My vegetables by the way are enormous.

Mel Marie said...

amazing blog love it, it is my cure for homesickness as my entire mothers side, 5 generations, is from there and we moved away when I was 19, just some friendly advice on the bougainvillea, if on septic system do not plant that bad boy any where near the system or drainfield they love to root in and destroy and cause the most nighmarish plumbing catastrphie imagineable! Take care and enjoy!

Conchscooter said...

dear mel marie trhank you for the kind words. However I suppose it would be indelicate to ask you how it is you know about such catastrophes?
Officers found an RV dumping its septic tank in the mangroves this weekend. Over the radio two officers announced to me they were going to the dump site to "measure the spill." I asked the sergeant later how many pocketsful did they gather? He ignored me.
I blame my puerile sense of humor on my many years spent in a venerable English boarding school.

Singing to Jeffrey's Tune said...

Is an iguana in your pants the Keys equivalent to a gerbil in your as...cot?

Jack Riepe said...

Dear Singing to Jeffrey's Tune:

Shakespeare had it right. When it comes to iguanas in his shorts, "Methinks the Conchscooter doth protest too much."

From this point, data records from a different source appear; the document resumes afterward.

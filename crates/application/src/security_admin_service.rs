//! Administration facade over the engine.
//!
//! Every operation first checks a permission of the caller, then delegates, then appends an
//! audit event for mutations.

use std::sync::Arc;

use castellan_core::{AppResult, UserIdentity};
use castellan_domain::{AuditAction, UserId};

use crate::{
    AuditEvent, AuditRepository, AuthorizationService, PermissionCatalogService,
    RoleAssignmentLedger, RoleGraphService, SessionService,
};

mod grants;
mod permissions;
mod roles;
mod users;

/// Application service for role, permission, grant, scope and session administration.
#[derive(Clone)]
pub struct SecurityAdminService {
    authorization: AuthorizationService,
    roles: RoleGraphService,
    catalog: PermissionCatalogService,
    ledger: RoleAssignmentLedger,
    sessions: SessionService,
    audit_repository: Arc<dyn AuditRepository>,
}

impl SecurityAdminService {
    /// Creates the facade.
    #[must_use]
    pub fn new(
        authorization: AuthorizationService,
        roles: RoleGraphService,
        catalog: PermissionCatalogService,
        ledger: RoleAssignmentLedger,
        sessions: SessionService,
        audit_repository: Arc<dyn AuditRepository>,
    ) -> Self {
        Self {
            authorization,
            roles,
            catalog,
            ledger,
            sessions,
            audit_repository,
        }
    }

    async fn require(&self, actor: &UserIdentity, permission: &str) -> AppResult<()> {
        self.authorization
            .authorize(actor_id(actor), permission, None)
            .await
    }

    /// Lets users read their own data; anyone else needs `permission`.
    async fn require_self_or(
        &self,
        actor: &UserIdentity,
        user_id: UserId,
        permission: &str,
    ) -> AppResult<()> {
        if actor_id(actor) == user_id {
            return Ok(());
        }

        self.require(actor, permission).await
    }

    async fn record(
        &self,
        actor: &UserIdentity,
        action: AuditAction,
        resource_type: &str,
        resource_id: String,
        detail: String,
    ) -> AppResult<()> {
        self.audit_repository
            .append_event(AuditEvent {
                subject: actor.username().to_owned(),
                action,
                resource_type: resource_type.to_owned(),
                resource_id,
                detail: Some(detail),
            })
            .await
    }
}

fn actor_id(actor: &UserIdentity) -> UserId {
    UserId::from_uuid(actor.user_id())
}

#[cfg(test)]
mod tests;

Fondest regard, and all that,
Riepe

Mel Marie said...

Dear Conchscooter, I only know of this from trying to do so myself at our current home ... a fine mess i must say and lots of choice words about my need for silly pretty trees from my husband and father. our home is now treeless needless to say ... that sounds like a good laugh about the call how could any one resist!

irondad said...

I'm looking out my front window at snow flakes. You look across at this beautiful nursery?

Life ain't all bad, I guess. Elvira has a tach.

lys93 said...

Cuz,

Protect those veggies from the inguanas. What kinds do you have? Veggies, that is.

Cuz Lynn

Conchscooter said...

My veggies have no tach. More later. All will be revealed.

Cynthia said...

I don't have a green thumb although I did try before but just didn't have the passion for plants. But, I have that interest. I love a house full of plants. I love how green it is, how fresh, how alive. Maybe someday I'll be able to really focus on plants once I have the time.